- Sebuah studi baru menunjukkan bahwa Bentang Laut Kepala Burung di Papua Barat dan Barat Daya adalah habitat pembesaran penting hiu paus (Rhincodon typus), di mana sebagian besarnya didominasi oleh hiu paus jantan muda.
- Para peneliti mendokumentasikan 268 individu selama 13 tahun, dengan lebih dari separuhnya menunjukkan cedera yang terkait dengan aktivitas manusia, sehingga menimbulkan kekhawatiran tentang aktivitas perikanan, pariwisata, dan tekanan pertambangan yang muncul.
- Para ilmuwan mengusulkan upaya perlindungan habitat dengan aturan yang lebih ketat dan pengelolaan yang lebih baik sangat penting untuk kelangsungan hidup dan pemulihan spesies yang terancam punah ini.
Sebuah studi baru melaporkan bahwa Bentang Laut Kepala Burung di Provinsi Papua Barat dan Papua Barat Daya, Indonesia, adalah habitat penting bagi tumbuh berkembangnya hiu paus jantan muda. Namun, perikanan jaring angkat (bagang), aktivitas kapal wisata, dan aktivitas pertambangan di wilayah ini menjadi faktor ancaman serius yang mendesak pentingnya perlindungan dan pengelolaan kawasan yang lebih kuat.
Mengacu pada penelitian yang dipublikasikan pada 28 Agustus 2025 di jurnal Frontiers in Marine Science, populasi hiu paus (Rhincodon typus) di empat wilayah habitat kunci Bentang Laut Kepala Burung (Teluk Cendrawasih, Kaimana, Raja Ampat, dan Fakfak) didominasi oleh kawanan hiu paus jantan muda yang menggunakan area ini sebagai tempat berkembang, mencari makan, dan mengurangi risiko predasi selama masa pertumbuhan.
Kelompok peneliti internasional ini juga menemukan bahwa lebih dari separuh hiu paus dalam penelitian ini mengalami cedera akibat faktor manusia yang sebenarnya dapat dicegah.
“Bekas luka dan cedera yang kita lihat pada hiu paus seperti catatan buku harian perjumpaan mereka dengan manusia,” ujar Edy Setyawan, ilmuwan konservasi utama di Elasmobranch Institute Indonesia yang merupakan penulis utama makalah tersebut, kepada Mongabay melalui email.

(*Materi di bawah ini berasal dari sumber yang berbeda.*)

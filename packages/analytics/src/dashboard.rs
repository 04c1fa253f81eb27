//! The update orchestrator: one entry point per filter change.

use std::sync::Arc;

use shotmap_analytics_models::ChartBundle;
use shotmap_models::{DistrictSelection, EnrichedIncident, YearSelection};

use crate::{AnalyticsError, aggregate, scope};

/// Read-only view over the enriched record set plus the single update
/// entry point the UI shell calls on every filter change.
///
/// The record set is dependency-injected at construction and held
/// behind an `Arc`; it is never mutated. A data refresh builds a new
/// enriched set and swaps it in via [`Dashboard::rebuild`], so readers
/// can never observe partially updated rows mid-aggregation.
#[derive(Debug, Clone)]
pub struct Dashboard {
    data: Arc<[EnrichedIncident]>,
}

impl Dashboard {
    /// Creates a dashboard over an enriched record set.
    #[must_use]
    pub fn new(data: impl Into<Arc<[EnrichedIncident]>>) -> Self {
        Self { data: data.into() }
    }

    /// Replaces the record set wholesale with a freshly enriched one.
    pub fn rebuild(&mut self, data: impl Into<Arc<[EnrichedIncident]>>) {
        self.data = data.into();
        log::info!("dashboard rebuilt over {} records", self.data.len());
    }

    /// Number of enriched records currently served.
    #[must_use]
    pub fn record_count(&self) -> usize {
        self.data.len()
    }

    /// Sorted distinct years present in the data (the year dropdown's
    /// domain, minus the "ALL" sentinel the UI prepends).
    #[must_use]
    pub fn year_domain(&self) -> Vec<i32> {
        let mut years: Vec<i32> = self.data.iter().map(|r| r.year).collect();
        years.sort_unstable();
        years.dedup();
        years
    }

    /// Sorted distinct district codes present in the data.
    #[must_use]
    pub fn district_domain(&self) -> Vec<u16> {
        let mut districts: Vec<u16> = self.data.iter().map(|r| r.dist).collect();
        districts.sort_unstable();
        districts.dedup();
        districts
    }

    /// Computes all five chart tables for a filter pair.
    ///
    /// The scope is resolved once and every aggregation consumes that
    /// same subset. The bundle is atomic: if any aggregation fails, the
    /// whole update fails and no partial bundle is returned — the
    /// caller keeps its previous chart state rather than rendering a
    /// mixture of old and new tables. An empty scope (including an
    /// out-of-domain selection) is not a failure; it produces empty
    /// tables.
    ///
    /// # Errors
    ///
    /// Returns [`AnalyticsError`] if an aggregation observes an
    /// internal invariant violation.
    pub fn update(
        &self,
        year: YearSelection,
        district: DistrictSelection,
    ) -> Result<ChartBundle, AnalyticsError> {
        let scoped = scope::resolve(&self.data, year, district);
        log::debug!(
            "update year={year} district={district}: {} of {} records in scope",
            scoped.len(),
            self.data.len()
        );

        Ok(ChartBundle {
            yearly: aggregate::yearly(&scoped),
            monthly: aggregate::monthly(&scoped),
            heatmap: aggregate::daily_heatmap(&scoped)?,
            hourly: aggregate::hourly(&scoped),
            districts: aggregate::district_totals(&scoped),
        })
    }
}

#[cfg(test)]
mod tests {
    use super::*;
    use shotmap_models::{DistrictPolicy, RawIncident, VictimOutcome};
    use shotmap_pipeline::enrich_incidents;

    fn incident(objectid: i64, date: &str, dist: f64, fatal: f64) -> RawIncident {
        RawIncident {
            objectid,
            date: date.to_string(),
            time: "12:30:00".to_string(),
            dist: Some(dist),
            age: None,
            lat: None,
            lng: None,
            fatal: Some(fatal),
        }
    }

    fn dashboard(rows: Vec<RawIncident>) -> Dashboard {
        Dashboard::new(enrich_incidents(rows, DistrictPolicy::Drop).unwrap())
    }

    /// 3 years × 2 districts, one record per combination plus one extra
    /// in (2020, 1) so per-cell counts are distinguishable.
    fn grid_dashboard() -> Dashboard {
        let mut rows = Vec::new();
        let mut id = 0;
        for year in [2019, 2020, 2021] {
            for dist in [1.0, 2.0] {
                id += 1;
                rows.push(incident(id, &format!("{year}-06-01"), dist, 0.0));
            }
        }
        id += 1;
        rows.push(incident(id, "2020-06-02", 1.0, 0.0));
        dashboard(rows)
    }

    fn total(bundle: &ChartBundle) -> u64 {
        bundle.yearly.iter().map(|row| row.shootings).sum()
    }

    #[test]
    fn all_twelve_filter_combinations_match_expected_counts() {
        let dash = grid_dashboard();

        // Expected record count per (year, dist); 2020/1 has the extra.
        let expected = |year: i32, dist: u16| -> u64 {
            if (year, dist) == (2020, 1) { 2 } else { 1 }
        };

        // 3×2 fully specific combinations
        for year in [2019, 2020, 2021] {
            for dist in [1u16, 2] {
                let bundle = dash
                    .update(YearSelection::Year(year), DistrictSelection::District(dist))
                    .unwrap();
                assert_eq!(total(&bundle), expected(year, dist), "year={year} dist={dist}");
            }
        }

        // 3 year-only combinations
        for year in [2019, 2020, 2021] {
            let bundle = dash
                .update(YearSelection::Year(year), DistrictSelection::All)
                .unwrap();
            assert_eq!(total(&bundle), expected(year, 1) + expected(year, 2));
        }

        // 2 district-only combinations
        for dist in [1u16, 2] {
            let bundle = dash
                .update(YearSelection::All, DistrictSelection::District(dist))
                .unwrap();
            let want: u64 = [2019, 2020, 2021].iter().map(|&y| expected(y, dist)).sum();
            assert_eq!(total(&bundle), want);
        }

        // 1 both-ALL combination
        let bundle = dash.update(YearSelection::All, DistrictSelection::All).unwrap();
        assert_eq!(total(&bundle), 7);
    }

    #[test]
    fn worked_three_record_example() {
        let dash = dashboard(vec![
            incident(1, "2020-02-01", 1.0, 1.0),
            incident(2, "2020-02-02", 1.0, 0.0),
            incident(3, "2021-02-03", 2.0, 1.0),
        ]);

        let all = dash.update(YearSelection::All, DistrictSelection::All).unwrap();
        let rows: Vec<(i32, VictimOutcome, u64)> = all
            .yearly
            .iter()
            .map(|r| (r.year, r.victim_outcome, r.shootings))
            .collect();
        assert_eq!(
            rows,
            vec![
                (2020, VictimOutcome::Fatal, 1),
                (2020, VictimOutcome::NonFatal, 1),
                (2021, VictimOutcome::Fatal, 1),
            ]
        );

        let y2020 = dash
            .update(YearSelection::Year(2020), DistrictSelection::All)
            .unwrap();
        assert_eq!(y2020.yearly.len(), 2);
        assert!(y2020.yearly.iter().all(|r| r.year == 2020));

        let d2 = dash
            .update(YearSelection::All, DistrictSelection::District(2))
            .unwrap();
        let rows: Vec<(i32, VictimOutcome, u64)> = d2
            .yearly
            .iter()
            .map(|r| (r.year, r.victim_outcome, r.shootings))
            .collect();
        assert_eq!(rows, vec![(2021, VictimOutcome::Fatal, 1)]);
    }

    #[test]
    fn hourly_uses_the_doubly_filtered_scope() {
        // Two districts with incidents at different hours; with both
        // filters active the hourly table must only see district 1's
        // hour, not the global set.
        let dash = dashboard(vec![
            incident(1, "2020-01-01", 1.0, 0.0),
            RawIncident {
                time: "03:00:00".to_string(),
                ..incident(2, "2020-01-01", 2.0, 0.0)
            },
        ]);
        let bundle = dash
            .update(YearSelection::Year(2020), DistrictSelection::District(1))
            .unwrap();
        assert_eq!(bundle.hourly.len(), 1);
        assert_eq!(bundle.hourly[0].hour, 12);
        assert_eq!(bundle.hourly[0].count, 1);
    }

    #[test]
    fn update_is_idempotent() {
        let dash = grid_dashboard();
        let first = dash.update(YearSelection::All, DistrictSelection::All).unwrap();
        let second = dash.update(YearSelection::All, DistrictSelection::All).unwrap();
        assert_eq!(first, second);
    }

    #[test]
    fn out_of_domain_selection_returns_empty_bundle() {
        let dash = grid_dashboard();
        let bundle = dash
            .update(YearSelection::Year(1900), DistrictSelection::District(77))
            .unwrap();
        assert!(bundle.yearly.is_empty());
        assert!(bundle.monthly.is_empty());
        assert!(bundle.hourly.is_empty());
        assert!(bundle.districts.is_empty());
        assert!(bundle.heatmap.cells.iter().flatten().all(|&c| c == 0));
    }

    #[test]
    fn dropdown_domains_are_sorted_distinct() {
        let dash = grid_dashboard();
        assert_eq!(dash.year_domain(), vec![2019, 2020, 2021]);
        assert_eq!(dash.district_domain(), vec![1, 2]);
    }

    #[test]
    fn rebuild_swaps_the_record_set() {
        let mut dash = dashboard(vec![incident(1, "2020-01-01", 1.0, 0.0)]);
        assert_eq!(dash.record_count(), 1);
        dash.rebuild(
            enrich_incidents(
                vec![
                    incident(1, "2020-01-01", 1.0, 0.0),
                    incident(2, "2022-01-01", 3.0, 1.0),
                ],
                DistrictPolicy::Drop,
            )
            .unwrap(),
        );
        assert_eq!(dash.record_count(), 2);
        assert_eq!(dash.year_domain(), vec![2020, 2022]);
    }
}
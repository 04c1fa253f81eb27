//! HTTP handler functions for the shooting dashboard API.

use actix_web::{HttpResponse, web};
use shotmap_models::{DistrictSelection, YearSelection};
use shotmap_pipeline::enrich_incidents;
use shotmap_server_models::{ApiFilterDomains, ApiHealth, ChartQueryParams};

use crate::AppState;

/// `GET /api/health`
pub async fn health(state: web::Data<AppState>) -> HttpResponse {
    let record_count = state
        .dashboard
        .read()
        .expect("dashboard lock poisoned")
        .record_count();
    HttpResponse::Ok().json(ApiHealth {
        healthy: true,
        version: env!("CARGO_PKG_VERSION").to_string(),
        record_count,
    })
}

/// `GET /api/filters`
///
/// Returns the dropdown value domains: "ALL" plus the sorted distinct
/// years and district codes present in the data.
pub async fn filters(state: web::Data<AppState>) -> HttpResponse {
    let dashboard = state.dashboard.read().expect("dashboard lock poisoned");

    let years = std::iter::once("ALL".to_string())
        .chain(dashboard.year_domain().iter().map(ToString::to_string))
        .collect();
    let districts = std::iter::once("ALL".to_string())
        .chain(dashboard.district_domain().iter().map(ToString::to_string))
        .collect();

    HttpResponse::Ok().json(ApiFilterDomains { years, districts })
}

/// `GET /api/charts?year=&district=`
///
/// Computes all five chart tables for the selected filter pair. Absent
/// or malformed parameters clamp to "ALL"; an out-of-domain selection
/// yields empty tables. A failed update returns an error so the client
/// keeps its previous chart state rather than rendering a mixture of
/// old and new tables.
pub async fn charts(
    state: web::Data<AppState>,
    params: web::Query<ChartQueryParams>,
) -> HttpResponse {
    let year = params
        .year
        .as_deref()
        .map_or(YearSelection::All, YearSelection::parse);
    let district = params
        .district
        .as_deref()
        .map_or(DistrictSelection::All, DistrictSelection::parse);

    let result = state
        .dashboard
        .read()
        .expect("dashboard lock poisoned")
        .update(year, district);

    match result {
        Ok(bundle) => HttpResponse::Ok().json(bundle),
        Err(e) => {
            log::error!("chart update failed for year={year} district={district}: {e}");
            HttpResponse::InternalServerError().json(serde_json::json!({
                "error": "Failed to compute chart tables"
            }))
        }
    }
}

/// `GET /api/district-boundaries`
///
/// Passes the boundary `FeatureCollection` through to the choropleth
/// renderer unchanged.
pub async fn district_boundaries(state: web::Data<AppState>) -> HttpResponse {
    HttpResponse::Ok().json(&state.boundaries)
}

/// `POST /api/refresh`
///
/// Re-fetches the CSV export, re-runs the enrichment pipeline, and
/// swaps the new record set in atomically. On any failure the previous
/// set stays in service.
pub async fn refresh(state: web::Data<AppState>) -> HttpResponse {
    let raw = match shotmap_source::fetch_shootings_csv(&state.csv_url).await {
        Ok(raw) => raw,
        Err(e) => {
            log::error!("refresh fetch failed: {e}");
            return HttpResponse::InternalServerError().json(serde_json::json!({
                "error": "Failed to fetch shootings CSV"
            }));
        }
    };

    let enriched = match enrich_incidents(raw, state.policy) {
        Ok(enriched) => enriched,
        Err(e) => {
            log::error!("refresh enrichment failed: {e}");
            return HttpResponse::InternalServerError().json(serde_json::json!({
                "error": "Failed to enrich shooting records"
            }));
        }
    };

    let record_count = enriched.len();
    state
        .dashboard
        .write()
        .expect("dashboard lock poisoned")
        .rebuild(enriched);

    HttpResponse::Ok().json(serde_json::json!({ "recordCount": record_count }))
}
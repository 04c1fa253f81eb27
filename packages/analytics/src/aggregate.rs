//! The five aggregation routines, one per chart.
//!
//! Each routine consumes the resolved scope and produces one table.
//! Grouping uses `BTreeMap` keys so rows come out in the exact order
//! each chart requires: years ascending, months by number (never by
//! name), hours 0-23 with outcome as tie-break. An empty scope yields
//! an empty table (or an all-zero grid), never an error; "no incidents
//! in this slice" is a valid, displayable state.

use std::collections::BTreeMap;

use shotmap_analytics_models::{
    DistrictCount, HeatmapGrid, HourlyCount, MonthlyCount, YearlyCount,
};
use shotmap_models::{EnrichedIncident, VictimOutcome, month_name};

use crate::AnalyticsError;

/// Incident counts grouped by (year, victim outcome), year ascending.
#[must_use]
pub fn yearly(scope: &[&EnrichedIncident]) -> Vec<YearlyCount> {
    let mut groups: BTreeMap<(i32, VictimOutcome), u64> = BTreeMap::new();
    for record in scope {
        *groups.entry((record.year, record.victim_outcome)).or_insert(0) += 1;
    }
    groups
        .into_iter()
        .map(|((year, victim_outcome), shootings)| YearlyCount {
            year,
            victim_outcome,
            shootings,
        })
        .collect()
}

/// Incident counts grouped by (month, victim outcome), month number
/// ascending. Month names are attached for chart labels but play no
/// part in the ordering.
#[must_use]
pub fn monthly(scope: &[&EnrichedIncident]) -> Vec<MonthlyCount> {
    let mut groups: BTreeMap<(u8, VictimOutcome), u64> = BTreeMap::new();
    for record in scope {
        *groups
            .entry((record.month, record.victim_outcome))
            .or_insert(0) += 1;
    }
    groups
        .into_iter()
        .map(|((month, victim_outcome), shootings)| MonthlyCount {
            month,
            month_name: month_name(month),
            victim_outcome,
            shootings,
        })
        .collect()
}

/// Dense 12 × 31 daily-distribution grid: cell (month, day) holds the
/// sum of `shooting_incidents` for that calendar day across all years
/// in scope.
///
/// # Errors
///
/// Returns [`AnalyticsError::Invariant`] if a record carries a month or
/// day outside the grid, which the enrichment pipeline guarantees
/// cannot happen for well-formed dates.
pub fn daily_heatmap(scope: &[&EnrichedIncident]) -> Result<HeatmapGrid, AnalyticsError> {
    let mut grid = HeatmapGrid::zeroed();
    for record in scope {
        if !grid.add(record.month, record.day, u64::from(record.shooting_incidents)) {
            return Err(AnalyticsError::Invariant {
                message: format!(
                    "record {} has month {} day {} outside the heatmap grid",
                    record.objectid, record.month, record.day
                ),
            });
        }
    }
    Ok(grid)
}

/// Incident counts grouped by (hour, victim outcome), ordered by hour
/// then outcome so the x-axis shows the hours in order even when some
/// have no incidents for a given outcome.
#[must_use]
pub fn hourly(scope: &[&EnrichedIncident]) -> Vec<HourlyCount> {
    let mut groups: BTreeMap<(u8, VictimOutcome), u64> = BTreeMap::new();
    for record in scope {
        *groups
            .entry((record.hour, record.victim_outcome))
            .or_insert(0) += 1;
    }
    groups
        .into_iter()
        .map(|((hour, victim_outcome), count)| HourlyCount {
            hour,
            victim_outcome,
            count,
        })
        .collect()
}

/// Total `shooting_incidents` per district for the choropleth.
#[must_use]
pub fn district_totals(scope: &[&EnrichedIncident]) -> Vec<DistrictCount> {
    let mut groups: BTreeMap<u16, u64> = BTreeMap::new();
    for record in scope {
        *groups.entry(record.dist).or_insert(0) += u64::from(record.shooting_incidents);
    }
    groups
        .into_iter()
        .map(|(dist, shooting_incidents)| DistrictCount {
            dist,
            shooting_incidents,
        })
        .collect()
}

Dari 2010-23, para peneliti melacak 268 hiu paus di seluruh Bentang Laut Kepala Burung — sebuah wilayah yang menjadi tuan rumah bagi 26 kawasan perlindungan laut dan hotspot untuk megafauna laut dan keanekaragaman hayati laut tropis.
Hampir semua penampakan terjadi di Teluk Cenderawasih dan Kaimana, tempat hiu-hiu itu sering mencari makan di sekitar anjungan penangkapan ikan jaring angkat yang disebut bagang.
Sebagian besar adalah hiu jantan muda dengan panjang sekitar 4-5 meter, dan lebih dari setengahnya terlihat lebih dari sekali dalam waktu tahunan. Observasi foto menunjukkan sebagian hiu mengalami luka ringan dari perahu dan jaring, meski cedera serius lebih jarang terjadi.
Hiu paus adalah ikan terbesar di dunia, dan terancam punah. Jumlah populasinya telah menurun tajam lebih dari separuhnya di dunia dan hampir dua pertiganya tinggal di Indo-Pasifik. Mereka membutuhkan waktu sekitar 30 tahun untuk mencapai usia dewasa, sehingga ketika populasinya menurun, akan sulit kembali pulih. Apalagi dengan ancaman yang meningkat seperti perburuan, hilangnya habitat, dan terjerat jaring ikan.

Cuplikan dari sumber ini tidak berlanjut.